[Records from a data source]
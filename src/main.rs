//! jobscout command line entry point

use clap::{Args, Parser, Subcommand};
use jobscout::agent::{AgentExecutor, AgentSettings};
use jobscout::config::{load_dotenv, lookup_secret, Credentials, JobScoutConfig, DOTENV_FILE};
use jobscout::consumer::{self, ConsumeOutcome, ConsumerError, CSV_FILE};
use jobscout::criteria::parse_lead_count;
use jobscout::error::{JobScoutError, JobScoutResult};
use jobscout::input::{InputCollector, InputOverrides};
use jobscout::llm::{LlmProvider, OpenAiConfig, OpenAiProvider};
use jobscout::observability::{init_logging, LogSettings};
use jobscout::pipeline::stage::VALIDATED_FILE;
use jobscout::pipeline::{
    ApprovalGate, ApprovalPolicy, ArtifactStore, CancelSignal, Pipeline, PipelineOptions,
    PolicyApproval, TerminalApproval,
};
use jobscout::tools::builtin::{ScrapeWebsiteTool, WebSearchTool};
use jobscout::tools::ToolSystem;
use std::path::{Path, PathBuf};
use std::process;
use std::sync::Arc;
use std::time::Duration;
use tracing::{error, info};

/// Find internship and associate job leads with an agent pipeline
#[derive(Parser)]
#[command(name = "jobscout")]
#[command(version)]
struct Cli {
    /// Configuration file path
    #[arg(short, long, value_name = "FILE", global = true)]
    config: Option<PathBuf>,

    /// Verbose logging (repeat for more)
    #[arg(short, long, action = clap::ArgAction::Count, global = true)]
    verbose: u8,

    #[command(subcommand)]
    command: Commands,
}

#[derive(Subcommand)]
enum Commands {
    /// Run discovery, extraction and validation, then write the CSV
    Run(RunArgs),
    /// Convert an existing validated_info.json to CSV
    Export {
        /// Validated records (default: <output_dir>/validated_info.json)
        #[arg(long, value_name = "FILE")]
        input: Option<PathBuf>,
        /// CSV destination (default: <output_dir>/validated_info.csv)
        #[arg(long, value_name = "FILE")]
        output: Option<PathBuf>,
    },
    /// Validate configuration
    Config {
        /// Print the effective configuration
        #[arg(long)]
        show: bool,
    },
}

#[derive(Args)]
struct RunArgs {
    /// Location to search in
    #[arg(long)]
    location: Option<String>,

    /// Number of leads to generate
    #[arg(long, value_name = "N")]
    leads: Option<String>,

    /// Comma-separated industries
    #[arg(long)]
    industries: Option<String>,

    /// Never prompt; missing values are an error
    #[arg(long)]
    non_interactive: bool,

    /// Approve the discovery artifact without asking
    #[arg(long)]
    auto_approve: bool,

    /// Give up waiting for approval after SECS seconds
    #[arg(long, value_name = "SECS")]
    approval_timeout: Option<u64>,

    /// Directory for artifacts and the CSV
    #[arg(long, value_name = "DIR")]
    output_dir: Option<PathBuf>,
}

#[tokio::main]
async fn main() {
    let cli = Cli::parse();

    init_logging(LogSettings::from_env().with_verbosity(cli.verbose));

    let code = match execute(cli).await {
        Ok(code) => code,
        Err(e) => {
            error!(exit_code = e.exit_code(), "Command failed: {}", e.user_message());
            // The consumer already printed the parse error and raw content
            if !matches!(e, JobScoutError::Consumer(ConsumerError::Malformed { .. })) {
                eprintln!("Error: {}", e.user_message());
            }
            e.exit_code()
        }
    };

    // A pending stdin read would otherwise hold up runtime shutdown
    process::exit(code);
}

async fn execute(cli: Cli) -> JobScoutResult<i32> {
    let (config, source) = JobScoutConfig::discover(cli.config.as_deref())?;
    match &source {
        Some(path) => info!("Loaded configuration from {}", path.display()),
        None => info!("No configuration file found, using defaults"),
    }

    match cli.command {
        Commands::Run(args) => run(config, args).await,
        Commands::Export { input, output } => {
            let dir = &config.pipeline.output_dir;
            let input = input.unwrap_or_else(|| dir.join(VALIDATED_FILE));
            let output = output.unwrap_or_else(|| dir.join(CSV_FILE));
            export(&input, &output)
        }
        Commands::Config { show } => show_config(&config, source.as_deref(), show),
    }
}

async fn run(config: JobScoutConfig, args: RunArgs) -> JobScoutResult<i32> {
    // Fail on missing secrets before asking the operator anything
    let credentials = Credentials::from_env(&config)?;

    let overrides = InputOverrides {
        location: args.location,
        num_leads: args.leads.as_deref().map(parse_lead_count).transpose()?,
        industries: args.industries,
    };
    let interactive = !args.non_interactive;
    // The collector holds the stdin lock; release it before the approval gate reads
    let criteria = {
        let mut collector = InputCollector::terminal(interactive);
        collector.collect(&config.criteria, overrides)?
    };
    info!(
        location = criteria.location(),
        num_leads = criteria.num_leads(),
        industries = ?criteria.industries(),
        "Search criteria collected"
    );

    let executor = build_executor(&config, &credentials)?;
    let gate = select_gate(args.auto_approve, interactive);

    let mut options = PipelineOptions::from_config(&config.pipeline);
    if let Some(secs) = args.approval_timeout {
        options.approval_timeout = Some(Duration::from_secs(secs));
    }

    let output_dir = args
        .output_dir
        .unwrap_or_else(|| config.pipeline.output_dir.clone());
    let cancel = CancelSignal::new();
    cancel.cancel_on_ctrl_c();

    let pipeline = Pipeline::new(executor, gate, ArtifactStore::new(&output_dir))
        .with_options(options)
        .with_cancel_signal(cancel);
    let outcome = pipeline.run(&criteria).await?;
    info!(
        run_id = %outcome.run_id,
        records = outcome.records.len(),
        dropped = outcome.report.dropped(),
        "Pipeline finished"
    );

    export(&output_dir.join(VALIDATED_FILE), &output_dir.join(CSV_FILE))
}

fn export(input: &Path, output: &Path) -> JobScoutResult<i32> {
    let stdout = std::io::stdout();
    let mut out = stdout.lock();
    match consumer::consume(input, output, &mut out)? {
        ConsumeOutcome::NoResults => info!(path = %input.display(), "Nothing to export"),
        ConsumeOutcome::Written { records, csv_path } => {
            info!(records, path = %csv_path.display(), "Export complete")
        }
    }
    Ok(0)
}

/// Wire the LLM provider and the stage tools into the agent executor
fn build_executor(
    config: &JobScoutConfig,
    credentials: &Credentials,
) -> JobScoutResult<Arc<AgentExecutor>> {
    let search = WebSearchTool::new(&config.search, credentials.search_api_key.clone())
        .map_err(|e| JobScoutError::setup(format!("web search tool: {e}")))?;
    let scrape = ScrapeWebsiteTool::new(&config.scrape)
        .map_err(|e| JobScoutError::setup(format!("scrape tool: {e}")))?;
    let tools = ToolSystem::new()
        .with_tool(Arc::new(search))
        .with_tool(Arc::new(scrape));

    let provider = OpenAiProvider::new(OpenAiConfig::from_settings(&config.llm, credentials))
        .map_err(|e| JobScoutError::setup(format!("LLM provider: {e}")))?;
    let llm: Arc<dyn LlmProvider> = Arc::new(provider);

    Ok(Arc::new(AgentExecutor::new(
        llm,
        Arc::new(tools),
        AgentSettings::from_config(config),
    )))
}

fn select_gate(auto_approve: bool, interactive: bool) -> Arc<dyn ApprovalGate> {
    if auto_approve {
        Arc::new(PolicyApproval::auto_approve())
    } else if interactive {
        Arc::new(TerminalApproval::new())
    } else {
        Arc::new(PolicyApproval::new(ApprovalPolicy::Fail))
    }
}

fn show_config(
    config: &JobScoutConfig,
    source: Option<&Path>,
    show: bool,
) -> JobScoutResult<i32> {
    if show {
        let rendered = toml::to_string_pretty(config)
            .map_err(|e| JobScoutError::setup(format!("cannot render configuration: {e}")))?;
        match source {
            Some(path) => println!("# Loaded from {}", path.display()),
            None => println!("# Built-in defaults"),
        }
        println!("{rendered}");
    }

    let dotenv = load_dotenv(Path::new(DOTENV_FILE))?;
    for name in [&config.llm.api_key_env, &config.search.api_key_env] {
        let state = match lookup_secret(&dotenv, name) {
            Some(value) if !value.trim().is_empty() => "set",
            _ => "missing",
        };
        println!("{name}: {state}");
    }

    info!("Configuration validation complete");
    Ok(0)
}
//! Three-stage lead pipeline
//!
//! Discovery, extraction and validation run strictly in order. Each stage
//! reads only its declared upstream artifacts back from disk and writes its
//! own artifact before the next one starts. Discovery is gated on operator
//! approval.

pub mod approval;
pub mod artifact;
pub mod enforce;
pub mod executor;
pub mod record;
pub mod runner;
pub mod stage;
pub mod state;

pub use approval::{
    ApprovalDecision, ApprovalError, ApprovalGate, ApprovalPolicy, ApprovalRequest, ApprovalWait,
    PolicyApproval, TerminalApproval,
};
pub use artifact::{parse_agent_json, ArtifactError, ArtifactStore};
pub use enforce::{enforce_records, reconcile_extraction, ValidationReport};
pub use executor::{StageError, StageExecutor, StageRequest};
pub use record::{Candidate, DiscoveryArtifact, ExtractedRecord, RECORD_KEYS};
pub use runner::{Pipeline, PipelineError, PipelineOptions, PipelineOutcome};
pub use stage::{standard_stages, AgentRole, PipelineStage, StageKind};
pub use state::{RunState, RunStateMachine, TransitionError};

use std::sync::atomic::{AtomicBool, Ordering};
use std::sync::Arc;
use tokio::sync::Notify;

/// Cancellation shared between the run and whoever may stop it (Ctrl-C)
///
/// ```rust
/// use jobscout::pipeline::CancelSignal;
///
/// # tokio_test::block_on(async {
/// let signal = CancelSignal::new();
/// let handle = signal.clone();
/// handle.cancel();
/// signal.cancelled().await;
/// assert!(signal.is_cancelled());
/// # });
/// ```
#[derive(Debug, Clone, Default)]
pub struct CancelSignal {
    inner: Arc<CancelInner>,
}

#[derive(Debug, Default)]
struct CancelInner {
    cancelled: AtomicBool,
    notify: Notify,
}

impl CancelSignal {
    pub fn new() -> Self {
        Self::default()
    }

    pub fn cancel(&self) {
        self.inner.cancelled.store(true, Ordering::SeqCst);
        self.inner.notify.notify_waiters();
    }

    pub fn is_cancelled(&self) -> bool {
        self.inner.cancelled.load(Ordering::SeqCst)
    }

    /// Resolves once [`cancel`](Self::cancel) has been called
    pub async fn cancelled(&self) {
        loop {
            let notified = self.inner.notify.notified();
            if self.is_cancelled() {
                return;
            }
            notified.await;
        }
    }

    /// Cancel when the process receives Ctrl-C
    pub fn cancel_on_ctrl_c(&self) {
        let signal = self.clone();
        tokio::spawn(async move {
            if tokio::signal::ctrl_c().await.is_ok() {
                tracing::warn!("Interrupt received, cancelling run");
                signal.cancel();
            }
        });
    }
}
//! Input collector
//!
//! Gathers location, lead count and industries. Values given on the command line
//! are used as-is; the rest are prompted for on the terminal unless interactive
//! input is disabled. A bad lead count is fatal, there is no reprompt.

use crate::config::CriteriaSection;
use crate::criteria::{parse_lead_count, parse_list, InputError, SearchCriteria};
use std::io::{BufRead, Write};
use std::num::NonZeroU32;

/// Values already supplied by flags
#[derive(Debug, Clone, Default)]
pub struct InputOverrides {
    pub location: Option<String>,
    pub num_leads: Option<NonZeroU32>,
    pub industries: Option<String>,
}

/// Prompts the operator for whatever the overrides leave open
pub struct InputCollector<R, W> {
    reader: R,
    writer: W,
    interactive: bool,
}

impl InputCollector<std::io::StdinLock<'static>, std::io::Stdout> {
    /// Collector bound to the process terminal
    pub fn terminal(interactive: bool) -> Self {
        Self::new(std::io::stdin().lock(), std::io::stdout(), interactive)
    }
}

impl<R: BufRead, W: Write> InputCollector<R, W> {
    pub fn new(reader: R, writer: W, interactive: bool) -> Self {
        Self {
            reader,
            writer,
            interactive,
        }
    }

    /// Build the run's criteria
    pub fn collect(
        &mut self,
        fixed: &CriteriaSection,
        overrides: InputOverrides,
    ) -> Result<SearchCriteria, InputError> {
        let location = match overrides.location {
            Some(location) => location,
            None => self.prompt("location", "Enter the location (e.g., New York City): ")?,
        };

        let num_leads = match overrides.num_leads {
            Some(n) => n,
            None => {
                let raw = self.prompt("lead count", "Enter the number of leads to generate: ")?;
                parse_lead_count(&raw)?
            }
        };

        let industries = match overrides.industries {
            Some(raw) => raw,
            None => self.prompt(
                "industries",
                "Enter the industries (e.g., Insurance, Hedge Funds, Banks): ",
            )?,
        };

        SearchCriteria::new(fixed, location, num_leads, parse_list(&industries))
    }

    fn prompt(&mut self, field: &'static str, text: &str) -> Result<String, InputError> {
        if !self.interactive {
            return Err(InputError::MissingValue(field));
        }

        write!(self.writer, "{text}")?;
        self.writer.flush()?;

        let mut line = String::new();
        if self.reader.read_line(&mut line)? == 0 {
            return Err(InputError::EndOfInput(field));
        }
        Ok(line.trim().to_string())
    }
}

WORK REQUEST |
Please show the lines in the entries above that hold the string "InputCollector".

ANSWER TO THIS EXERCISE |
use jobscout::input::{InputCollector, InputOverrides};
        let mut collector = InputCollector::terminal(interactive);
pub struct InputCollector<R, W> {
impl InputCollector<std::io::StdinLock<'static>, std::io::Stdout> {
impl<R: BufRead, W: Write> InputCollector<R, W> {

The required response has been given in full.